Japan, emerging markets and banks all in firing line
Mounting economic gloom swept through Japan and several emerging nations on Monday and European banks bore the scars of the worst financial crisis since the 1930s.
Rating agency Fitch cut Romania’s credit rating to “junk” status in one of four emerging market downgrades and said the global financial crisis had put the ratings of South Korea, South Africa, Russia and Mexico in jeopardy.
Foreign investors have dumped east European assets on concern that countries such as Ukraine and Hungary, Romania, Bulgaria and the Baltic states may not be able to handle large foreign debt burdens.

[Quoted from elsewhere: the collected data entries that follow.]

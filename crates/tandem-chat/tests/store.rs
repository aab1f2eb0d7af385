//! Conversation store behavior over the persistence boundary

mod common;

use common::*;
use std::sync::Arc;

use tandem_chat::{ChatConfig, ChatStore, ConversationsApi, InMemoryApi, TitleUpdate};

fn empty_store(api: Arc<InMemoryApi>) -> ChatStore {
    let llm = Arc::new(ScriptedLlm::new(vec![]));
    let connections = Arc::new(MockConnections::new());
    ChatStore::new(llm, connections, api, ChatConfig::default())
}

#[tokio::test]
async fn test_create_selects_new_conversation() {
    let store = empty_store(Arc::new(InMemoryApi::new()));

    let conversation = store.create_conversation().await.unwrap();
    let session_id = conversation.read().await.session_id.clone();

    let selected = store.selected().await.unwrap();
    assert_eq!(selected.read().await.session_id, session_id);
    assert!(conversation.read().await.id.is_some());
}

#[tokio::test]
async fn test_init_reconciles_durable_records() {
    let api = Arc::new(InMemoryApi::new());
    let first = api.create().await.unwrap();
    api.rename(first.id, Some("Planning".to_string()))
        .await
        .unwrap();
    api.create().await.unwrap();

    let store = empty_store(api);
    store.init().await.unwrap();

    let conversations = store.conversations().await;
    assert_eq!(conversations.len(), 2);

    let reconciled = store.get(&first.session_id).await.unwrap();
    let reconciled = reconciled.read().await;
    assert_eq!(reconciled.id, Some(first.id));
    assert_eq!(reconciled.title.as_deref(), Some("Planning"));
    assert!(reconciled.turns.is_empty());
}

#[tokio::test]
async fn test_delete_is_terminal_and_clears_selection() {
    let api = Arc::new(InMemoryApi::new());
    let store = empty_store(api.clone());

    let conversation = store.create_conversation().await.unwrap();
    let session_id = conversation.read().await.session_id.clone();

    store.delete(&session_id).await.unwrap();
    assert!(store.get(&session_id).await.is_none());
    assert!(store.selected().await.is_none());
    assert!(api.list().await.unwrap().is_empty());

    // deleting again is an error, not a silent no-op
    assert!(store.delete(&session_id).await.is_err());
}

#[tokio::test]
async fn test_rename_persists() {
    let api = Arc::new(InMemoryApi::new());
    let store = empty_store(api.clone());

    let conversation = store.create_conversation().await.unwrap();
    let session_id = conversation.read().await.session_id.clone();

    store
        .rename(&session_id, Some("Standup notes".to_string()))
        .await
        .unwrap();
    assert_eq!(
        conversation.read().await.title.as_deref(),
        Some("Standup notes")
    );

    // the title survives a reload from the persistence API
    store.init().await.unwrap();
    let reloaded = store.get(&session_id).await.unwrap();
    assert_eq!(
        reloaded.read().await.title.as_deref(),
        Some("Standup notes")
    );
}

#[tokio::test]
async fn test_title_update_is_idempotent() {
    let store = empty_store(Arc::new(InMemoryApi::new()));
    let conversation = store.create_conversation().await.unwrap();
    let session_id = conversation.read().await.session_id.clone();

    let update = TitleUpdate {
        session_id: session_id.clone(),
        title: "Quarterly report".to_string(),
    };
    store.apply_title_update(update.clone()).await;
    store.apply_title_update(update).await;

    assert_eq!(
        conversation.read().await.title.as_deref(),
        Some("Quarterly report")
    );

    // updates for unknown conversations are dropped
    store
        .apply_title_update(TitleUpdate {
            session_id: "missing".to_string(),
            title: "nope".to_string(),
        })
        .await;
}

#[tokio::test]
async fn test_cancel_without_in_flight_turn() {
    let store = empty_store(Arc::new(InMemoryApi::new()));
    assert!(!store.cancel().await);

    store.create_conversation().await.unwrap();
    assert!(!store.cancel().await);
}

Several nations, including Iceland, Hungary and Ukraine, have sought help from the International Monetary Fund. Fitch also cut the ratings of Bulgaria, Kazakhstan and Hungary.
In Asia, Japanese manufacturers suffered their biggest quarterly slump in machinery orders in a decade, official data showed, boding ill for capital investment as the economy teeters on the brink of recession
Even fast-growing China has not proved immune.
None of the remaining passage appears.